Goal of the exercise:
Output each entry verbatim.

[Records supplied Boundary: Start]

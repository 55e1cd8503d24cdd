//! Port traits abstracting all I/O away from the pipeline.

use camino::{Utf8Path, Utf8PathBuf};
use pkgmove_domain::DirectiveBlock;

/// Source of directive blocks, in merge order.
pub trait DirectiveSource {
    fn load_directives(&self) -> anyhow::Result<Vec<DirectiveBlock>>;
}

/// Candidate source files to migrate.
pub trait SourceTree {
    fn source_files(&self) -> anyhow::Result<Vec<Utf8PathBuf>>;
}

/// File-system write operations.
pub trait WritePort {
    fn write_file(&self, path: &Utf8Path, contents: &[u8]) -> anyhow::Result<()>;
}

[Records supplied Boundary: End]

Output for this task:
repository 55e1cd8503d24cdd
//! Port traits abstracting all I/O away from the pipeline.

use camino::{Utf8Path, Utf8PathBuf};
use pkgmove_domain::DirectiveBlock;

/// Source of directive blocks, in merge order.
pub trait DirectiveSource {
    fn load_directives(&self) -> anyhow::Result<Vec<DirectiveBlock>>;
}

/// Candidate source files to migrate.
pub trait SourceTree {
    fn source_files(&self) -> anyhow::Result<Vec<Utf8PathBuf>>;
}

/// File-system write operations.
pub trait WritePort {
    fn write_file(&self, path: &Utf8Path, contents: &[u8]) -> anyhow::Result<()>;
}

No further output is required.